English Corpus for SkELL is a text corpus specially built up for English SkELL interface available at http://skell.sketchengine.co.uk/run.cgi/skell. The corpus does not contain whole documents but only sentences sorted according to their text quality. This score was computed by the GDEX system.

The corpus is made up of Wikipedia articles, selected parts of English Web 2013 corpus and Timestamped web corpus and English websites crawled by the WebBootCat tool. These sources provide a good example of how English is used in everyday, standard, formal and professional context over 1 billion words in more than 57 million sentences.


Source no. of words percentage
Wikipedia 403,715,131 38.73%
English Web 2013 321,366,791 30.83%
Timestamped web corpus 149,264,286 14,32%
British National Corpus 90,390,293 8,67%
WebBootcat 77,532,968 7,43%
Total ∼ 1,042,269,610 ∼ 100%


The corpus is accessible to all users with a subscription plan and site licence members (not to trial users).

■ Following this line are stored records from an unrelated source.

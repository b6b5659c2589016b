//! Body wrapper that turns gRPC frames into payload events.

use std::fmt;
use std::pin::Pin;
use std::sync::Arc;
use std::task::{Context, Poll};

use bytes::Bytes;
use futures_util::ready;
use http::HeaderMap;
use http_body::{Body, Frame, SizeHint};
use pin_project_lite::pin_project;
use tonic::Status;

use super::frame::FrameDecoder;
use super::{Attempt, Direction};
use crate::diagnostics::Diagnostic;

pin_project! {
    /// A request or response body observed by [`MetricsLayer`](super::MetricsLayer).
    ///
    /// Data and trailers are forwarded unchanged.
    pub struct InstrumentedBody<B> {
        #[pin]
        inner: B,
        tracker: Option<Tracker>,
    }
}

impl<B> InstrumentedBody<B> {
    pub(crate) fn passthrough(inner: B) -> Self {
        Self {
            inner,
            tracker: None,
        }
    }

    pub(crate) fn request(inner: B, attempt: Arc<Attempt>, direction: Direction) -> Self {
        Self {
            inner,
            tracker: Some(Tracker::new(attempt, direction, BodyKind::Request)),
        }
    }

    pub(crate) fn response(
        inner: B,
        attempt: Arc<Attempt>,
        direction: Direction,
        header_status: Option<Status>,
    ) -> Self {
        Self {
            inner,
            tracker: Some(Tracker::new(
                attempt,
                direction,
                BodyKind::Response { header_status },
            )),
        }
    }

    pub fn get_ref(&self) -> &B {
        &self.inner
    }

    pub fn into_inner(self) -> B {
        self.inner
    }
}

impl<B: fmt::Debug> fmt::Debug for InstrumentedBody<B> {
    fn fmt(&self, f: &mut fmt::Formatter<'_>) -> fmt::Result {
        f.debug_struct("InstrumentedBody")
            .field("inner", &self.inner)
            .field("tracked", &self.tracker.is_some())
            .finish()
    }
}

impl<B> Body for InstrumentedBody<B>
where
    B: Body<Data = Bytes>,
    B::Error: fmt::Display,
{
    type Data = Bytes;
    type Error = B::Error;

    fn poll_frame(
        self: Pin<&mut Self>,
        cx: &mut Context<'_>,
    ) -> Poll<Option<Result<Frame<Self::Data>, Self::Error>>> {
        let this = self.project();
        let polled = ready!(this.inner.poll_frame(cx));

        if let Some(tracker) = this.tracker.as_mut() {
            match &polled {
                Some(Ok(frame)) => {
                    if let Some(data) = frame.data_ref() {
                        tracker.on_data(data);
                    } else if let Some(trailers) = frame.trailers_ref() {
                        tracker.on_trailers(trailers);
                    }
                }
                Some(Err(err)) => tracker.on_error(err.to_string()),
                None => tracker.on_end(),
            }
        }

        Poll::Ready(polled)
    }

    fn is_end_stream(&self) -> bool {
        self.inner.is_end_stream()
    }

    fn size_hint(&self) -> SizeHint {
        self.inner.size_hint()
    }
}

enum BodyKind {
    Request,
    /// `header_status` is set for trailers-only responses.
    Response { header_status: Option<Status> },
}

pub(crate) struct Tracker {
    attempt: Arc<Attempt>,
    direction: Direction,
    decoder: FrameDecoder,
    kind: BodyKind,
}

impl Tracker {
    fn new(attempt: Arc<Attempt>, direction: Direction, kind: BodyKind) -> Self {
        Self {
            attempt,
            direction,
            decoder: FrameDecoder::new(),
            kind,
        }
    }

    fn on_data(&mut self, data: &Bytes) {
        let attempt = &self.attempt;
        let direction = self.direction;
        let decoded = self
            .decoder
            .decode(data, |length| attempt.emit(&direction.payload_event(length)));
        if let Err(err) = decoded {
            attempt.report(Diagnostic::MalformedFrame {
                method: attempt.method().to_owned(),
                reason: err.to_string(),
            });
        }
    }

    fn on_trailers(&mut self, trailers: &HeaderMap) {
        // gRPC requests carry no trailers.
        if let BodyKind::Response { .. } = self.kind {
            self.check_complete();
            self.attempt.emit(&self.direction.trailer_event());
            let status = self
                .attempt
                .status_from(trailers)
                .unwrap_or_else(|| Status::unknown("missing grpc-status trailer"));
            self.attempt.end_with_status(status);
        }
    }

    fn on_error(&mut self, message: String) {
        self.attempt.report(Diagnostic::BodyError {
            method: self.attempt.method().to_owned(),
            message: message.clone(),
        });
        if let BodyKind::Response { .. } = self.kind {
            self.attempt.end(Some(message.into()));
        }
    }

    fn on_end(&mut self) {
        self.check_complete();
        if let BodyKind::Response { header_status } = &mut self.kind {
            let status = header_status
                .take()
                .unwrap_or_else(|| Status::unknown("response ended without grpc-status"));
            self.attempt.end_with_status(status);
        }
    }

    fn check_complete(&self) {
        if let Err(err) = self.decoder.finish() {
            self.attempt.report(Diagnostic::MalformedFrame {
                method: self.attempt.method().to_owned(),
                reason: err.to_string(),
            });
        }
    }
}

impl Drop for Tracker {
    fn drop(&mut self) {
        // Trailers-only responses may be dropped without ever being polled
        // to the end; their status is already known from the headers.
        if let BodyKind::Response { header_status } = &mut self.kind
            && let Some(status) = header_status.take()
        {
            self.attempt.end_with_status(status);
        }
    }
}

A complete set of Sketch Engine tools is available to work with this English corpus for SkELL to generate:

  • word sketch – English collocations categorized by grammatical relations
  • thesaurus – synonyms and similar words for every word
  • word lists – lists of English nouns, verbs, adjectives etc. organized by frequency
  • n-grams – frequency list of multi-word units
  • concordance – examples in context


3.1 first published version
3.2 minor changes to GDEX formula
3.3 Removed first several sentences with wrong encoding
3.4 removed all Project Gutenberg books because of very old language
3.5 removed sentences with spelling errors
3.6 removed sentences containing hapax legomena = words with only one occurrence in the corpus
3.7 new tokenization and tagging
3.8 FFFD Unicode symbols removed or replaced appropriately